Zum Getränk aus „brandy, bitters, and sugar“ verweist Hoppe ebenfalls wie Herrig auf Fowlers „Southern Lights and Shadows“ von 1859 („F. S. L.“) [Fowler 1859, 53] und betont völlig richtig, dass der Text australische Verhältnisse wiedergibt. Skurril mutet indes an, dass er im Folgenden den Unterschied zum amerikanischen Cocktail herausstellt, der ein „Getränk aus Pfeffermünz“ sei. Mit den Cocktailbüchern, die bei Erscheinen des Supplement-Lexikons im Jahr 1871 vorlagen, lässt sich die Bemerkung nicht in Einklang bringen, da sie kein Cocktail-Rezept mit Minze bieten. In dem Roman „The Spy. A Tale of the Neutral Ground“ von James Fenimore Cooper, den Hoppe hier referenziert, geht es um die unter Mixographen berühmte Stelle über die kernige Wirtin Betty Flanagan, die den Cocktail 1780 während des amerikanischen Unabhängigkeitskriegs in Four Corners, das mit dem heutigen Elmsford, New York, identifiziert wird, erfunden haben soll. Das Buch stammt von 1821 und ist damit fast vier Jahrzehnte älter als Jerry Thomas‘ „Bar Tender’s Guide“. Es gilt als der erste Roman der amerikanischen Literatur, der in den just gegründeten Vereinigten Staaten spielt und zu internationaler Anerkennung kam. Die ersten Übersetzungen erschienen bereits wenige Jahre später.[2] In der deutschen Fassung von Carl Kolb aus dem Jahr 1841 lautet die fragliche Stelle wie folgt [Cooper 1822, 237 bzw. Cooper 1841]:

Added to these, Betty had the merit of being the inventor of that beverage which is so well known, at the present hour, to all the patriots who make a winter’s march between the commercial and political capitals of this great state, and which is distinguished by the name of »cock-tail.« Elizabeth Flanagan was peculiarly well qualified, by education and circumstances, to perfect this improvement in liquors, having been literally brought up on its principal ingredient, and having acquired from her Virginian customers the use of mint, from its flavor in a julep to its height of renown in the article in question.

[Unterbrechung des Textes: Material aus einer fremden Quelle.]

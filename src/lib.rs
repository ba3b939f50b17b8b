//! spacetraveling: a static blog generator backed by a Prismic repository
//!
//! Posts are fetched from the content API at build time and rendered with
//! embedded Tera templates. The development server renders unknown posts on
//! first request and serves the "load more" endpoint of the listing page.

pub mod client;
pub mod commands;
pub mod config;
pub mod content;
pub mod generator;
pub mod helpers;
pub mod listing;
pub mod server;
pub mod templates;

use anyhow::Result;
use std::path::Path;
use std::sync::Arc;

use client::{ContentSource, PrismicClient};

/// The main blog application
#[derive(Clone)]
pub struct Blog {
    /// Site configuration
    pub config: config::SiteConfig,
    /// Base directory
    pub base_dir: std::path::PathBuf,
    /// Public (output) directory
    pub public_dir: std::path::PathBuf,
    /// Static assets copied verbatim into the output
    pub static_dir: std::path::PathBuf,
}

impl Blog {
    /// Create a new blog instance from a directory
    ///
    /// Reads `_config.yml` when present, then `.env`, then applies
    /// `PRISMIC_*` environment overrides.
    pub fn new<P: AsRef<Path>>(base_dir: P) -> Result<Self> {
        let base_dir = base_dir.as_ref().to_path_buf();
        let config_path = base_dir.join("_config.yml");

        let mut config = if config_path.exists() {
            config::SiteConfig::load(&config_path)?
        } else {
            config::SiteConfig::default()
        };

        match dotenvy::from_path(base_dir.join(".env")) {
            Ok(()) => tracing::debug!("Loaded .env from {:?}", base_dir),
            Err(e) if e.not_found() => {}
            Err(e) => tracing::warn!("Ignoring unreadable .env: {}", e),
        }
        config.apply_env();

        Ok(Self::with_config(base_dir, config))
    }

    /// Create a blog instance with an explicit configuration
    pub fn with_config<P: AsRef<Path>>(base_dir: P, config: config::SiteConfig) -> Self {
        let base_dir = base_dir.as_ref().to_path_buf();
        let public_dir = base_dir.join(&config.public_dir);
        let static_dir = base_dir.join(&config.static_dir);

        Self {
            config,
            base_dir,
            public_dir,
            static_dir,
        }
    }

    /// Build the content API client for this blog
    ///
    /// Call once at start-up and hand the result to everything that needs it.
    pub fn client(&self) -> Result<Arc<dyn ContentSource>> {
        let client = PrismicClient::from_config(&self.config)?;
        tracing::info!("Using content API at {}", client.endpoint());
        Ok(Arc::new(client))
    }

    /// Generate the static site
    pub async fn generate(&self, source: &dyn ContentSource) -> Result<()> {
        commands::generate::run(self, source).await
    }

    /// Clean the public directory
    pub fn clean(&self) -> Result<()> {
        commands::clean::run(self)
    }
}
//! Clean the public directory

use anyhow::Result;
use std::fs;

use crate::Blog;

/// Remove the generated site
pub fn run(blog: &Blog) -> Result<()> {
    if blog.public_dir.exists() {
        fs::remove_dir_all(&blog.public_dir)?;
        tracing::info!("Deleted: {:?}", blog.public_dir);
    }

    Ok(())
}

Hiezu kommt noch, daß Betty das Verdienst hatte, die Erfinderin jenes Getränkes zu seyn, welches bis auf die gegenwärtige Stunde allen Patrioten, welche eine Winterreise zwischen den Haupt- und Handelsstädten dieses großen Staates machen, unter dem bezeichnenden Namen Cocktail (Hahnenschwanz) bekannt ist. Elisabeth Flanagan war sowohl durch ihre Erziehung, als durch andere Umstände ausgezeichnet geeignet, diese Verbesserung des Branntweins in höchster Vollkommenheit in’s Werk zu setzen, denn einmal war sie buchstäblich in fleißiger Benützung des Hauptbestandtheils ihrer Erfindung aufgewachsen, und dann hatte ihre Bekanntschaft mit den Virginiern sie auf den Wohlschmack, welchen die Münze den Kühltränken verleiht, aufmerksam gemacht, wodurch sie in den Stand gesetzt wurde, durch eine weise Verbindung dieser Elemente den fraglichen Artikel erst recht zu seiner Berühmtheit zu bringen.

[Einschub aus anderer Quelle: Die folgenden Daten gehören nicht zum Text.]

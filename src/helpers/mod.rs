//! Helper functions for templates
//!
//! Date formatting, URL generation and HTML escaping shared by the
//! generator, the server and the template filters.

mod date;
mod html;
mod url;

pub use date::*;
pub use html::*;
pub use url::*;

Erfreuen wir uns kurz daran, dass der „Cocktail“ in einem deutschen Buch bereits 1841, also vierzig Jahre vor Harry Johnson, als Getränk Erwähnung findet. Die einzige ältere Übersetzung, die zu bekommen war, bietet „Hahnenschwänzel“ ohne Wiedergabe der englischen Vokabel [Cooper 1826, 80]. Der Julep ist bekannt und auch der Umstand, dass die Mint-Variante ihren Ursprung in Virginia hat, hat Cooper richtig wiedergegeben [Wondrich & Rothbaum 2022, 398]. Es wäre nun ein Leichtes, den Kopf darüber zu schütteln, dass er die Minze („Münze“) von dem einen auf das andere übertragen hat, und noch mehr darüber, dass Hoppe diese Episode aus einem Roman als historische Quelle für sein Lexikon behandelt hat.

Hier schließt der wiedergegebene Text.